[Collected data entries]
◆ ◆ ◆ ◆ ◆ ◆ ◆
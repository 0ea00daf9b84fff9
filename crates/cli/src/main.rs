//! codeact CLI: the main entry point.
//!
//! Commands:
//! - `init`    Write a default config
//! - `chat`    Interactive chat or single-message mode
//! - `prompt`  Print the assembled system prompt

use clap::{Parser, Subcommand};

mod commands;
mod runtime;

#[derive(Parser)]
#[command(name = "codeact", about = "codeact: an agent that answers by writing and running code", version, author)]
struct Cli {
    #[command(subcommand)]
    command: Commands,

    /// Enable verbose logging
    #[arg(short, long, global = true)]
    verbose: bool,
}

#[derive(Subcommand)]
enum Commands {
    /// Create the config directory and a default config.toml
    Init,

    /// Chat with the code-act agent
    Chat {
        /// Send a single message instead of entering interactive mode
        #[arg(short, long)]
        message: Option<String>,
    },

    /// Print the system prompt the agent would send
    Prompt,
}

#[tokio::main]
async fn main() -> Result<(), Box<dyn std::error::Error>> {
    let cli = Cli::parse();

    let filter = if cli.verbose { "debug" } else { "warn" };
    tracing_subscriber::fmt()
        .with_env_filter(
            tracing_subscriber::EnvFilter::try_from_default_env()
                .unwrap_or_else(|_| tracing_subscriber::EnvFilter::new(filter)),
        )
        .with_target(false)
        .with_writer(std::io::stderr)
        .init();

    match cli.command {
        Commands::Init => commands::init::run().await?,
        Commands::Chat { message } => commands::chat::run(message).await?,
        Commands::Prompt => commands::prompt::run().await?,
    }

    Ok(())
}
◆ ◆ ◆ ◆ ◆ ◆ ◆
=== EXERCISE GOAL ===
A complete, exact transcription of the data above is required.

=== OUTPUT ===
repository 0ea00daf9b84fff9
filename crates/cli/src/main.rs
//! codeact CLI: the main entry point.
//!
//! Commands:
//! - `init`    Write a default config
//! - `chat`    Interactive chat or single-message mode
//! - `prompt`  Print the assembled system prompt

use clap::{Parser, Subcommand};

mod commands;
mod runtime;

#[derive(Parser)]
#[command(name = "codeact", about = "codeact: an agent that answers by writing and running code", version, author)]
struct Cli {
    #[command(subcommand)]
    command: Commands,

    /// Enable verbose logging
    #[arg(short, long, global = true)]
    verbose: bool,
}

#[derive(Subcommand)]
enum Commands {
    /// Create the config directory and a default config.toml
    Init,

    /// Chat with the code-act agent
    Chat {
        /// Send a single message instead of entering interactive mode
        #[arg(short, long)]
        message: Option<String>,
    },

    /// Print the system prompt the agent would send
    Prompt,
}

#[tokio::main]
async fn main() -> Result<(), Box<dyn std::error::Error>> {
    let cli = Cli::parse();

    let filter = if cli.verbose { "debug" } else { "warn" };
    tracing_subscriber::fmt()
        .with_env_filter(
            tracing_subscriber::EnvFilter::try_from_default_env()
                .unwrap_or_else(|_| tracing_subscriber::EnvFilter::new(filter)),
        )
        .with_target(false)
        .with_writer(std::io::stderr)
        .init();

    match cli.command {
        Commands::Init => commands::init::run().await?,
        Commands::Chat { message } => commands::chat::run(message).await?,
        Commands::Prompt => commands::prompt::run().await?,
    }

    Ok(())
}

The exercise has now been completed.